I was more worried about the 9.5 not fitting in a S/M sizing, not the other way around, lol. I apologize about the confusion. It's pretty clear that I'll just order a new pair in a L/XL. 

Any sites you recommend me getting them from?


----------



## crazyface (Mar 1, 2008)

Leo said:


> Hey, I'm not knocking you for your love of the Force. I am knocking you for your lack of time spent properly adjusting the Boss bindings then spewing how they don't fit properly.


Uh, not this again. My Rome 390 Bosses S/M fit my boot. This may be hard for some people to believe, but Rome has a flaw in their design and the toe strap puts pressure on my toes and does not un-ratchet smoothly at all. I have put time into adjusting my Bosses and have tinkering with all of the settings. I have found my current settings to be the best, but there are still flaws.

I have also spent time adjusting my forces and have found the best possible adjustment for them. This adjustment that I have found is better in every way, aside from the canted footbeds, than the fit of my Bosses. 

Are forces better bindings? I don't know, that isn't for me to say. But for people with boots sized close to mine, I have to suggest Unions so they won't have to deal with deciding between 2 sizes that kind of fit and will get more comfort out of their bindings. The new toe straps look like shit, so try to buy an older pair of forces in the buy/sell forum or frankenstein a different toe strap on.


----------



## Leo (Nov 24, 2009)

That's my whole point Mr. Crazyface... you spent time adjusting S/M. You should have done the same for the L/XL. Be honest, you didn't take a tool to the L/XL bindings in the shop did you?

Anyway, there are plenty of us with smaller boot sizes than you with low profile designs Burton and non Burton rocking L/XL Boss. 

There was another rider who was about to sell his L/XL Targas for his size 10ish boots until I convinced him to adjust it some more. Now he loves them.

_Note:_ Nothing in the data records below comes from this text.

/// A finitely presented abelian group `ker m / im n`, presented by a pair of
/// integer matrices
///
/// ```text
///   Z^a --n--> Z^b --m--> Z^c
/// ```
///
/// together with explicit Smith-normal-form bases for its cycles, boundaries
/// and quotient. A coefficient modulus `coef >= 0` is carried with the group;
/// `coef = 0` means integer coefficients, `coef = p > 0` computes the same
/// homology with `Z_p` coefficients (where the `Tor` part of the universal
/// coefficient theorem shows up as extra cyclic summands).
///
/// All change-of-basis bookkeeping follows the convention
/// `omc * om * omr = snf(om)` with `omri = omr⁻¹`, `omci = omc⁻¹`.
#[derive(Clone, Debug)]
pub struct MarkedAbelianGroup<R>
where R: Integer, for<'x> &'x R: IntOps<R> {
    om: Mat<R>,
    on: Mat<R>,
    coef: R,

    omr: Mat<R>,
    omri: Mat<R>,
    rank_om: usize,

    orn_r: Mat<R>,
    orn_c: Mat<R>,
    orn_ci: Mat<R>,

    // mod-p bookkeeping (trivial when coef == 0)
    ot_r: Mat<R>,
    ot_c: Mat<R>,
    ot_ci: Mat<R>,
    tor_vec: Vec<R>,
    tor_loc: usize,
    tensor_if_loc: usize,
    tensor_inv_fac: Vec<R>,

    inv_fac: Vec<R>,
    snf_rank: usize,
    snf_free_index: usize,
    if_num: usize,
    if_loc: usize,
}
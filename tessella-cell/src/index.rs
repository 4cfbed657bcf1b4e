//! Cell enumeration and indexing for the five decompositions.
//!
//! For every dimension the indexer keeps strictly increasing vectors of
//! triangulation face identifiers:
//!
//! * `nic[d]` — non-ideal standard cells (faces of the triangulation);
//! * `ic[d]` — ideal cells, as composite identifiers
//!   `(d + 2) * subface + vertex slot` over the `(d+1)`-faces with ideal
//!   vertices;
//! * `dc[d]` — dual cells: interior `(n - d)`-faces, in index order;
//! * `bc[d]` — boundary cells;
//! * `r[d]` — relative cells (neither boundary nor ideal).
//!
//! The position of an identifier in its vector is the cell index; lookups
//! are binary searches.

use tessella_tri::{Triangulation3, Triangulation4};
use crate::{ChainComplexLocator, Coords};

/// A borrowed triangulation of dimension 3 or 4.
#[derive(Clone, Copy)]
pub enum Tri<'a> {
    D3(&'a Triangulation3),
    D4(&'a Triangulation4),
}

impl<'a> Tri<'a> {
    pub fn dim(&self) -> usize {
        match self {
            Tri::D3(_) => 3,
            Tri::D4(_) => 4,
        }
    }

    pub fn size(&self) -> usize {
        match self {
            Tri::D3(t) => t.size(),
            Tri::D4(t) => t.size(),
        }
    }

    pub fn face_count(&self, d: usize) -> usize {
        match self {
            Tri::D3(t) => t.face_count(d),
            Tri::D4(t) => t.face_count(d),
        }
    }

    pub fn is_boundary_face(&self, d: usize, i: usize) -> bool {
        match self {
            Tri::D3(t) => t.is_boundary_face(d, i),
            Tri::D4(t) => t.is_boundary_face(d, i),
        }
    }

    pub fn is_ideal_vertex(&self, v: usize) -> bool {
        match self {
            Tri::D3(t) => t.is_ideal_vertex(v),
            Tri::D4(t) => t.is_ideal_vertex(v),
        }
    }

    pub fn is_orientable(&self) -> bool {
        match self {
            Tri::D3(t) => t.is_orientable(),
            Tri::D4(t) => t.is_orientable(),
        }
    }

    /// Vertex class at intrinsic label `k` of a `d`-face (`d` = the
    /// manifold dimension addresses top-simplices).
    pub fn face_vertex(&self, d: usize, i: usize, k: usize) -> usize {
        match self {
            Tri::D3(t) => {
                if d == 3 { t.face_index(i, 0, k) } else { t.face_vertex(d, i, k) }
            }
            Tri::D4(t) => {
                if d == 4 { t.face_index(i, 0, k) } else { t.face_vertex(d, i, k) }
            }
        }
    }

    pub fn face_vertex_is_ideal(&self, d: usize, i: usize, k: usize) -> bool {
        let v = self.face_vertex(d, i, k);
        self.is_ideal_vertex(v)
    }
}

#[derive(Clone, Debug, Default)]
pub struct CellIndexes {
    pub nic: [Vec<usize>; 5],
    pub ic: [Vec<usize>; 4],
    pub dc: [Vec<usize>; 5],
    pub bc: [Vec<usize>; 4],
    pub r: [Vec<usize>; 5],

    pub num_standard: [usize; 5],
    pub num_dual: [usize; 5],
    pub num_mix: [usize; 5],
    pub num_std_bdry: [usize; 4],
    pub num_rel: [usize; 5],
    pub num_non_ideal: [usize; 5],
    pub num_ideal: [usize; 4],
    pub num_non_ideal_bdry: [usize; 4],
}

fn lookup(v: &[usize], id: usize) -> usize {
    v.binary_search(&id).expect("cell identifier missing from index vector")
}

impl CellIndexes {
    pub fn new(tri: &Tri) -> Self {
        let mut ix = CellIndexes::default();
        let n = tri.dim();

        // vertices
        for v in 0..tri.face_count(0) {
            if tri.is_ideal_vertex(v) { continue }
            ix.nic[0].push(v);
            if tri.is_boundary_face(0, v) {
                ix.bc[0].push(v);
            } else {
                ix.dc[n].push(v);
                ix.r[0].push(v);
            }
        }

        // faces of dimension 1 .. n-1
        for d in 1..n {
            for f in 0..tri.face_count(d) {
                ix.nic[d].push(f);
                if tri.is_boundary_face(d, f) {
                    ix.bc[d].push(f);
                } else {
                    ix.dc[n - d].push(f);
                    ix.r[d].push(f);
                    for k in 0..=d {
                        if tri.face_vertex_is_ideal(d, f, k) {
                            ix.ic[d - 1].push((d + 1) * f + k);
                        }
                    }
                }
            }
        }

        // top-simplices
        for s in 0..tri.size() {
            ix.nic[n].push(s);
            ix.dc[0].push(s);
            ix.r[n].push(s);
            for k in 0..=n {
                if tri.face_vertex_is_ideal(n, s, k) {
                    ix.ic[n - 1].push((n + 1) * s + k);
                }
            }
        }

        for d in 0..5 {
            ix.num_non_ideal[d] = ix.nic[d].len();
            ix.num_dual[d] = ix.dc[d].len();
            ix.num_rel[d] = ix.r[d].len();
        }
        for d in 0..4 {
            ix.num_ideal[d] = ix.ic[d].len();
            ix.num_non_ideal_bdry[d] = ix.bc[d].len();
            ix.num_std_bdry[d] = ix.bc[d].len() + ix.ic[d].len();
        }
        for d in 0..n {
            ix.num_standard[d] = ix.nic[d].len() + ix.ic[d].len();
        }
        ix.num_standard[n] = ix.nic[n].len();

        // every standard cell contributes barycentric pieces to the mixed
        // decomposition; ideal cells one piece each
        let nc = &ix.num_non_ideal;
        let icc = &ix.num_ideal;
        if n == 3 {
            ix.num_mix[0] = nc[0] + nc[1] + nc[2] + nc[3] + icc[0];
            ix.num_mix[1] = 2 * nc[1] + 3 * nc[2] + 4 * nc[3] + icc[1];
            ix.num_mix[2] = 3 * nc[2] + 6 * nc[3] + icc[2];
            ix.num_mix[3] = 4 * nc[3];
            ix.num_mix[4] = 0;
        } else {
            ix.num_mix[0] = nc[0] + nc[1] + nc[2] + nc[3] + nc[4] + icc[0];
            ix.num_mix[1] = 2 * nc[1] + 3 * nc[2] + 4 * nc[3] + 5 * nc[4] + icc[1];
            ix.num_mix[2] = 3 * nc[2] + 6 * nc[3] + 10 * nc[4] + icc[2];
            ix.num_mix[3] = 4 * nc[3] + 10 * nc[4] + icc[3];
            ix.num_mix[4] = 5 * nc[4];
        }

        ix
    }

    /// Index of a non-ideal standard cell.
    pub fn nic_lookup(&self, d: usize, face: usize) -> usize {
        lookup(&self.nic[d], face)
    }

    /// Index of an ideal cell, from its carrying `(d+1)`-face and vertex
    /// slot.
    pub fn ic_lookup(&self, d: usize, subface: usize, slot: usize) -> usize {
        lookup(&self.ic[d], (d + 2) * subface + slot)
    }

    pub fn dc_lookup(&self, d: usize, face: usize) -> usize {
        lookup(&self.dc[d], face)
    }

    pub fn bc_lookup(&self, d: usize, face: usize) -> usize {
        lookup(&self.bc[d], face)
    }

    pub fn r_lookup(&self, d: usize, face: usize) -> usize {
        lookup(&self.r[d], face)
    }

    pub fn r_contains(&self, d: usize, face: usize) -> bool {
        self.r[d].binary_search(&face).is_ok()
    }

    /// Ideal cell count in a dimension; zero at the top dimension, where
    /// ideal cells cannot occur.
    pub fn ideal_count(&self, d: usize) -> usize {
        if d < 4 { self.num_ideal[d] } else { 0 }
    }

    /// Decomposes an ideal cell index back into (carrying face, slot).
    pub fn ic_index(&self, d: usize, i: usize) -> (usize, usize) {
        let id = self.ic[d][i];
        (id / (d + 2), id % (d + 2))
    }

    pub fn nic_index(&self, d: usize, i: usize) -> usize {
        self.nic[d][i]
    }

    /// Total cell count for a (dimension, decomposition) pair; zero when
    /// out of range or unimplemented.
    pub fn cell_count(&self, dim: usize, loc: ChainComplexLocator) -> usize {
        let d = loc.dim;
        if d > 4 { return 0 }
        match loc.coords {
            Coords::Std => if d <= dim { self.num_standard[d] } else { 0 },
            Coords::Dual => if d <= dim { self.num_dual[d] } else { 0 },
            Coords::Mix => if d <= dim { self.num_mix[d] } else { 0 },
            Coords::StdRelBdry => if d <= dim { self.num_rel[d] } else { 0 },
            Coords::StdBdry =>
                if d < 4 && d < dim { self.num_std_bdry[d] } else { 0 },
            _ => 0,
        }
    }
}

#[cfg(test)]
mod tests {
    use super::*;
    use tessella_tri::fixtures;

    #[test]
    fn one_tet_sphere() {
        let t = fixtures::s3_one_tet();
        let tri = Tri::D3(&t);
        let ix = CellIndexes::new(&tri);

        assert_eq!(ix.num_standard[..4], [2, 3, 2, 1]);
        assert_eq!(ix.num_dual[..4], [1, 2, 3, 2]);
        assert_eq!(ix.num_ideal, [0, 0, 0, 0]);
        assert_eq!(ix.num_std_bdry, [0, 0, 0, 0]);
        assert_eq!(ix.num_rel[..4], [2, 3, 2, 1]);
        // closed manifold: mixed cells are the barycentric subdivision
        assert_eq!(ix.num_mix[..4], [2 + 3 + 2 + 1, 2 * 3 + 3 * 2 + 4, 3 * 2 + 6, 4]);
    }

    #[test]
    fn figure_eight_ideal_blocks() {
        let t = fixtures::figure_eight();
        let tri = Tri::D3(&t);
        let ix = CellIndexes::new(&tri);

        // one ideal vertex, sitting at both ends of both edges and all
        // three corners of all four triangles
        assert_eq!(ix.num_non_ideal, [0, 2, 4, 2, 0]);
        assert_eq!(ix.num_ideal, [4, 12, 8, 0]);
        assert_eq!(ix.num_standard[..4], [4, 2 + 12, 4 + 8, 2]);
        // every edge end gives exactly one ideal 0-cell
        assert_eq!(ix.ic[0], vec![0, 1, 2, 3]);
        // no boundary: the boundary complex is purely ideal
        assert_eq!(ix.num_non_ideal_bdry, [0, 0, 0, 0]);
        assert_eq!(ix.num_std_bdry, [4, 12, 8, 0]);
        // dual cells exclude nothing in a closed ideal triangulation
        // except the (ideal) vertices
        assert_eq!(ix.num_dual[..4], [2, 4, 2, 0]);
    }

    #[test]
    fn lookups_roundtrip() {
        let t = fixtures::figure_eight();
        let tri = Tri::D3(&t);
        let ix = CellIndexes::new(&tri);

        for d in 1..3 {
            for (j, &f) in ix.nic[d].iter().enumerate() {
                assert_eq!(ix.nic_lookup(d, f), j);
            }
        }
        for d in 0..3 {
            for j in 0..ix.ic[d].len() {
                let (f, s) = ix.ic_index(d, j);
                assert_eq!(ix.ic_lookup(d, f, s), j);
            }
        }
    }

    #[test]
    fn cp2_counts() {
        let t = fixtures::cp2();
        let tri = Tri::D4(&t);
        let ix = CellIndexes::new(&tri);
        assert_eq!(ix.num_standard, [4, 5, 10, 10, 4]);
        assert_eq!(ix.num_dual, [4, 10, 10, 5, 4]);
        assert_eq!(ix.num_ideal, [0; 4]);
        // Euler characteristic from the dual counts
        let chi: i64 = (0..5).map(|d| {
            let c = ix.num_dual[d] as i64;
            if d % 2 == 0 { c } else { -c }
        }).sum();
        assert_eq!(chi, 3);
    }
}
fn fill_relative_g<const V: usize>(t: &Triangulation<V>, ix: &CellIndexes)
    -> Vec<CoverGrid>
{
    let n = V - 1;
    let mut out = vec![];

    for dd in 1..=n {
        let mut cc = CoverGrid::new(2);

        for j in 0..ix.num_rel[dd] {
            let f = ix.r[dd][j];
            for i in 0..=dd {
                if dd == 1 {
                    let v = t.face_vertex(1, f, i);
                    if t.is_ideal_vertex(v) || t.is_boundary_face(0, v) {
                        continue
                    }
                    cc.set(&[j, i], CoverFacet::new(
                        ix.r_lookup(0, v),
                        if i == 0 { -1 } else { 1 }));
                    continue
                }

                let (g, p) = face_facet(t, dd, f, i);
                if t.is_boundary_face(dd - 1, g) {
                    continue
                }
                cc.set(&[j, i], CoverFacet::new(
                    ix.r_lookup(dd - 1, g), sgn(p.sign())));
            }
        }

        out.push(cc);
    }
    out
}

/// Dual decomposition: dual `d`-cells are the interior `(n-d)`-faces;
/// one map per dimension `1..=n`.
///
/// For dual cells of dimension two and up the incidence sign is the
/// parity of `e⁻¹ ∘ f ∘ (swap)` restricted to the co-dimension labels,
/// where `e` and `f` are the mapping permutations of the two faces in a
/// shared top-simplex.
pub(crate) fn fill_dual(tri: &Tri, ix: &CellIndexes) -> Vec<CoverGrid> {
    match tri {
        Tri::D3(t) => fill_dual_3(t, ix),
        Tri::D4(t) => fill_dual_4(t, ix),
    }
}

fn fill_dual_3(t: &tessella_tri::Triangulation3, ix: &CellIndexes)
    -> Vec<CoverGrid>
{
    let mut out = vec![];

    // dual 1-cells: interior triangles, running between the barycentres
    // of their two sides
    let mut cc = CoverGrid::new(2);
    for j in 0..ix.num_dual[1] {
        let fac = t.face(2, ix.dc[1][j]);
        for i in 0..2 {
            let pen = fac.embeddings[i].simplex;
            cc.set(&[j, i], CoverFacet::new(
                ix.dc_lookup(0, pen),
                if i == 0 { -1 } else { 1 }));
        }
    }
    out.push(cc);

    // dual 2-cells: interior edges; the boundary walks the edge link
    let mut cc = CoverGrid::new(2);
    for j in 0..ix.num_dual[2] {
        let edg = t.face(1, ix.dc[2][j]);
        for (i, emb) in edg.embeddings.iter().enumerate() {
            let tet = emb.simplex;
            let edginc = emb.vertices;
            let fac_slot = edginc[3];
            let fac_cls = t.face_index(tet, 2, fac_slot);
            let fac = t.face(2, fac_cls);
            let e1 = &fac.embeddings[1];
            let sig = if e1.simplex == tet && e1.slot == fac_slot { 1 } else { -1 };
            cc.set(&[j, i], CoverFacet::new(ix.dc_lookup(1, fac_cls), sig));
        }
    }
    out.push(cc);

    // dual 3-cells: interior vertices; pieces indexed by (edge, end)
    let mut cc = CoverGrid::new(2);
    for i in 0..ix.num_dual[2] {
        let edg = t.face(1, ix.dc[2][i]);
        for j in 0..2 {
            let v = t.face_vertex(1, ix.dc[2][i], j);
            if t.is_boundary_face(0, v) || t.is_ideal_vertex(v) {
                continue
            }
            let emb = edg.front();
            let tet = emb.simplex;
            let edginc = emb.vertices;
            let vrtinc = t.face_mapping(tet, 0, edginc[j]);
            let delta = vrtinc.inverse() * edginc * Perm::transposition(1, j);
            cc.set(&[ix.dc_lookup(3, v), 2 * i + j],
                CoverFacet::new(i, sgn(delta.sign())));
        }
    }
    out.push(cc);

    out
}

fn fill_dual_4(t: &tessella_tri::Triangulation4, ix: &CellIndexes)
    -> Vec<CoverGrid>
{
    let mut out = vec![];

    // dual 1-cells: interior tetrahedra
    let mut cc = CoverGrid::new(2);
    for j in 0..ix.num_dual[1] {
        let tet = t.face(3, ix.dc[1][j]);
        for i in 0..2 {
            let pen = tet.embeddings[i].simplex;
            cc.set(&[j, i], CoverFacet::new(
                ix.dc_lookup(0, pen),
                if i == 0 { -1 } else { 1 }));
        }
    }
    out.push(cc);

    // dual 2-cells: interior triangles, walking the triangle link
    let mut cc = CoverGrid::new(2);
    for j in 0..ix.num_dual[2] {
        let fac = t.face(2, ix.dc[2][j]);
        for (i, emb) in fac.embeddings.iter().enumerate() {
            let pen = emb.simplex;
            let facinc = emb.vertices;
            let tet_slot = facinc[4];
            let tet_cls = t.face_index(pen, 3, tet_slot);
            let e1 = &t.face(3, tet_cls).embeddings[1];
            let sig = if e1.simplex == pen && e1.slot == tet_slot { 1 } else { -1 };
            cc.set(&[j, i], CoverFacet::new(ix.dc_lookup(1, tet_cls), sig));
        }
    }
    out.push(cc);

    // dual 3-cells: interior edges; pieces indexed by (triangle, edge)
    let mut cc = CoverGrid::new(2);
    for i in 0..ix.num_dual[2] {
        let fac_id = ix.dc[2][i];
        for jj in 0..3 {
            let (edg, _) = t.subface(2, fac_id, 1, jj);
            if t.is_boundary_face(1, edg) {
                continue
            }
            let emb = t.face(2, fac_id).front();
            let pen = emb.simplex;
            let facinc = emb.vertices;
            let a = facinc[if jj == 0 { 1 } else { 0 }];
            let b = facinc[if jj <= 1 { 2 } else { 1 }];
            let edginc = t.face_mapping(pen, 1, perm::edge_number_5(a, b));
            let mut delta = edginc.inverse() * facinc
                * Perm::transposition(2, jj);
            delta = delta * Perm::transposition(0, delta[0]);
            cc.set(&[ix.dc_lookup(3, edg), 3 * i + jj],
                CoverFacet::new(i, sgn(delta.sign())));
        }
    }
    out.push(cc);

    // dual 4-cells: interior vertices; pieces indexed by (edge, end)
    let mut cc = CoverGrid::new(2);
    for i in 0..ix.num_dual[3] {
        let edg_id = ix.dc[3][i];
        let edg = t.face(1, edg_id);
        for j in 0..2 {
            let v = t.face_vertex(1, edg_id, j);
            if t.is_boundary_face(0, v) || t.is_ideal_vertex(v) {
                continue
            }
            let emb = edg.front();
            let pen = emb.simplex;
            let edginc = emb.vertices;
            let vrtinc = t.face_mapping(pen, 0, edginc[j]);
            let delta = vrtinc.inverse() * edginc * Perm::transposition(1, j);
            cc.set(&[ix.dc_lookup(4, v), 4 * i + j],
                CoverFacet::new(i, sgn(delta.sign())));
        }
    }
    out.push(cc);

    out
}

/// Mixed decomposition: the barycentric subdivision. Cells are indexed in
/// blocks, one block per standard cell dimension, followed by the ideal
/// cells; the orientation of a piece comes from the standard cell it
/// subdivides (or the dual cell, for pieces of dual type).
pub(crate) fn fill_mixed(tri: &Tri, ix: &CellIndexes) -> Vec<CoverGrid> {
    match tri {
        Tri::D3(t) => fill_mixed_3(t, ix),
        Tri::D4(t) => fill_mixed_4(t, ix),
    }
}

All this evidenced stacked against you. Sorry. Fit isn't an issue. The real issue for you is the ratchets. That I won't argue as I've had problems with it as well. A new set of ratchets are on its way to me though thanks to the warranty department. They already sent me new ladders and I recognize them from their 2012 line of bindings. The lock into place much better.

By the way, I have no used my Bosses in multiple locations in multiple conditions on multiple boards. They fit fine.


----------



## snowjab (Dec 22, 2010)

The toe straps are defintely better around the end then the top. There is alot of adjusting but once its done theyre great bindings. I own both the boss and targas, I have boss on my SL and looking for a raptor so i can mount the targas.


----------



## PortedBuckle (Jan 30, 2011)

I feel like I have enough experience on the snow to make a post regarding the 2011 390's... 

At first I couldn't have been happier. In the house, they fit great, and the adjustments, while a pain, did get the fit well with my Size 8 Imperials. After a few trips to the mountains, I am now regretting my decision to give Rome a shot. While they may have excellent customer service, chipping of the paint, the highback adjustments coming loose, the straps releasing while riding, etc., the quality is just not there. I also hate the ratchet design and miss my cartels quite a bit. I haven't even really been abusing the bindings much either as I've been mainly teaching the girlfriend to ride this season. I've found the weird bracket mounting into the mounting disc and then the board is cumbersome, and the least they could have done is provide a longer bolt so that you don't have to work to get the padding on the bottom of the binding compressed, just so the other bolts will bolt in far enough. Also, when adjusting the ankle wrap metal thing, it was almost impossible to get the hardware aligned... Probably a flaw in manufacturing, but still, it shouldn't have been this difficult. The toe strap geometry just isn't right either, and because the strap flops around so much when undone, I have tripped myself in the lift line by stepping on it (I now make sure the toe strap on my rear binding is strapped into the ladder). 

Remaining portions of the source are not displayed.